DATA EXTRACT:
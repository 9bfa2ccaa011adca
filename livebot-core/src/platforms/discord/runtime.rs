// File: livebot-core/src/platforms/discord/runtime.rs

use std::time::Duration;

use async_trait::async_trait;
use chrono::{DateTime, Utc};
use tokio::sync::Mutex;
use tracing::debug;

use twilight_http::Client as HttpClient;
use twilight_http::client::ClientBuilder;
use twilight_http::error::ErrorType;
use twilight_model::channel::Channel;
use twilight_model::channel::message::{AllowedMentions, MentionType};
use twilight_model::guild::Permissions;
use twilight_model::id::Id;
use twilight_model::id::marker::{ChannelMarker, RoleMarker, UserMarker};
use twilight_util::permission_calculator::PermissionCalculator;

use livebot_common::Error;
use livebot_common::traits::platform_traits::{ChannelMessage, ChannelPermissions, NotifyChannelApi};

/// Discord delivery backend over the REST API.
///
/// No gateway session: the dispatcher only ever sends, inspects
/// permissions, and reads recent history, all of which are plain HTTP.
/// The bot's own user id is resolved once and cached for the life of
/// the process.
pub struct DiscordPlatform {
    http: HttpClient,
    current_user_id: Mutex<Option<Id<UserMarker>>>,
}

impl DiscordPlatform {
    pub fn new(token: String) -> Self {
        let http = ClientBuilder::new()
            .token(token)
            .timeout(Duration::from_secs(30))
            .build();
        Self {
            http,
            current_user_id: Mutex::new(None),
        }
    }

    async fn current_user_id(&self) -> Result<Id<UserMarker>, Error> {
        let mut cached = self.current_user_id.lock().await;
        if let Some(id) = *cached {
            return Ok(id);
        }
        let user = self
            .http
            .current_user()
            .await
            .map_err(|e| Error::Platform(format!("Error fetching current user: {e}")))?
            .model()
            .await
            .map_err(|e| Error::Parse(format!("Error parsing current user: {e}")))?;
        debug!("Resolved own Discord user id: {}", user.id);
        *cached = Some(user.id);
        Ok(user.id)
    }

    fn parse_channel_id(channel_id: &str) -> Result<Id<ChannelMarker>, Error> {
        let raw: u64 = channel_id
            .parse()
            .map_err(|_| Error::Platform(format!("Invalid channel ID: {channel_id}")))?;
        Ok(Id::new(raw))
    }

    /// Ok(None) when Discord reports the channel as gone (404); other
    /// failures are real errors.
    async fn fetch_channel(&self, channel_id: Id<ChannelMarker>) -> Result<Option<Channel>, Error> {
        match self.http.channel(channel_id).await {
            Ok(response) => {
                let channel = response
                    .model()
                    .await
                    .map_err(|e| Error::Parse(format!("Error parsing channel: {e}")))?;
                Ok(Some(channel))
            }
            Err(e) => match e.kind() {
                ErrorType::Response { status, .. } if status.get() == 404 => Ok(None),
                _ => Err(Error::Platform(format!("Error fetching channel: {e}"))),
            },
        }
    }

    async fn compute_permissions(&self, channel: &Channel) -> Result<ChannelPermissions, Error> {
        let guild_id = channel
            .guild_id
            .ok_or_else(|| Error::Platform("Destination channel is not in a guild".into()))?;
        let user_id = self.current_user_id().await?;

        let member = self
            .http
            .guild_member(guild_id, user_id)
            .await
            .map_err(|e| Error::Platform(format!("Error fetching own guild member: {e}")))?
            .model()
            .await
            .map_err(|e| Error::Parse(format!("Error parsing guild member: {e}")))?;

        let roles = self
            .http
            .roles(guild_id)
            .await
            .map_err(|e| Error::Platform(format!("Error fetching guild roles: {e}")))?
            .models()
            .await
            .map_err(|e| Error::Parse(format!("Error parsing guild roles: {e}")))?;

        // The @everyone role shares the guild's id.
        let everyone = roles
            .iter()
            .find(|role| role.id.get() == guild_id.get())
            .map(|role| role.permissions)
            .unwrap_or_else(Permissions::empty);

        let member_roles: Vec<(Id<RoleMarker>, Permissions)> = roles
            .iter()
            .filter(|role| member.roles.contains(&role.id))
            .map(|role| (role.id, role.permissions))
            .collect();

        let calculator = PermissionCalculator::new(guild_id, user_id, everyone, &member_roles);
        let overwrites = channel.permission_overwrites.clone().unwrap_or_default();
        let permissions = calculator.in_channel(channel.kind, &overwrites);

        Ok(ChannelPermissions {
            view_channel: permissions.contains(Permissions::VIEW_CHANNEL),
            send_messages: permissions.contains(Permissions::SEND_MESSAGES),
            read_history: permissions.contains(Permissions::READ_MESSAGE_HISTORY),
            mention_everyone: permissions.contains(Permissions::MENTION_EVERYONE),
        })
    }
}

fn timestamp_to_utc(timestamp: twilight_model::util::Timestamp) -> DateTime<Utc> {
    DateTime::from_timestamp_micros(timestamp.as_micros()).unwrap_or_else(Utc::now)
}

#[async_trait]
impl NotifyChannelApi for DiscordPlatform {
    async fn channel_exists(&self, channel_id: &str) -> Result<bool, Error> {
        let channel_id = Self::parse_channel_id(channel_id)?;
        Ok(self.fetch_channel(channel_id).await?.is_some())
    }

    async fn channel_permissions(&self, channel_id: &str) -> Result<ChannelPermissions, Error> {
        let parsed = Self::parse_channel_id(channel_id)?;
        let channel = self
            .fetch_channel(parsed)
            .await?
            .ok_or_else(|| Error::NotFound(format!("channel {channel_id}")))?;
        self.compute_permissions(&channel).await
    }

    async fn recent_messages(
        &self,
        channel_id: &str,
        limit: u16,
    ) -> Result<Vec<ChannelMessage>, Error> {
        let parsed = Self::parse_channel_id(channel_id)?;
        let self_id = self.current_user_id().await?;
        let messages = self
            .http
            .channel_messages(parsed)
            .limit(limit)
            .await
            .map_err(|e| Error::Platform(format!("Error fetching channel history: {e}")))?
            .models()
            .await
            .map_err(|e| Error::Parse(format!("Error parsing channel history: {e}")))?;

        Ok(messages
            .into_iter()
            .map(|message| ChannelMessage {
                author_is_self: message.author.id == self_id,
                content: message.content,
                timestamp: timestamp_to_utc(message.timestamp),
            })
            .collect())
    }

    async fn send_message(
        &self,
        channel_id: &str,
        content: &str,
        mention_everyone: bool,
    ) -> Result<(), Error> {
        let parsed = Self::parse_channel_id(channel_id)?;
        let allowed = if mention_everyone {
            AllowedMentions {
                parse: vec![MentionType::Everyone],
                ..AllowedMentions::default()
            }
        } else {
            AllowedMentions::default()
        };
        self.http
            .create_message(parsed)
            .content(content)
            .allowed_mentions(Some(&allowed))
            .await
            .map_err(|e| Error::Platform(format!("Error sending Discord message: {e}")))?;
        Ok(())
    }
}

TASK GOAL:
Looking at the records above, tally the lines holding "ChannelMarker" and reply with that number only.

WRITTEN REPLY:
3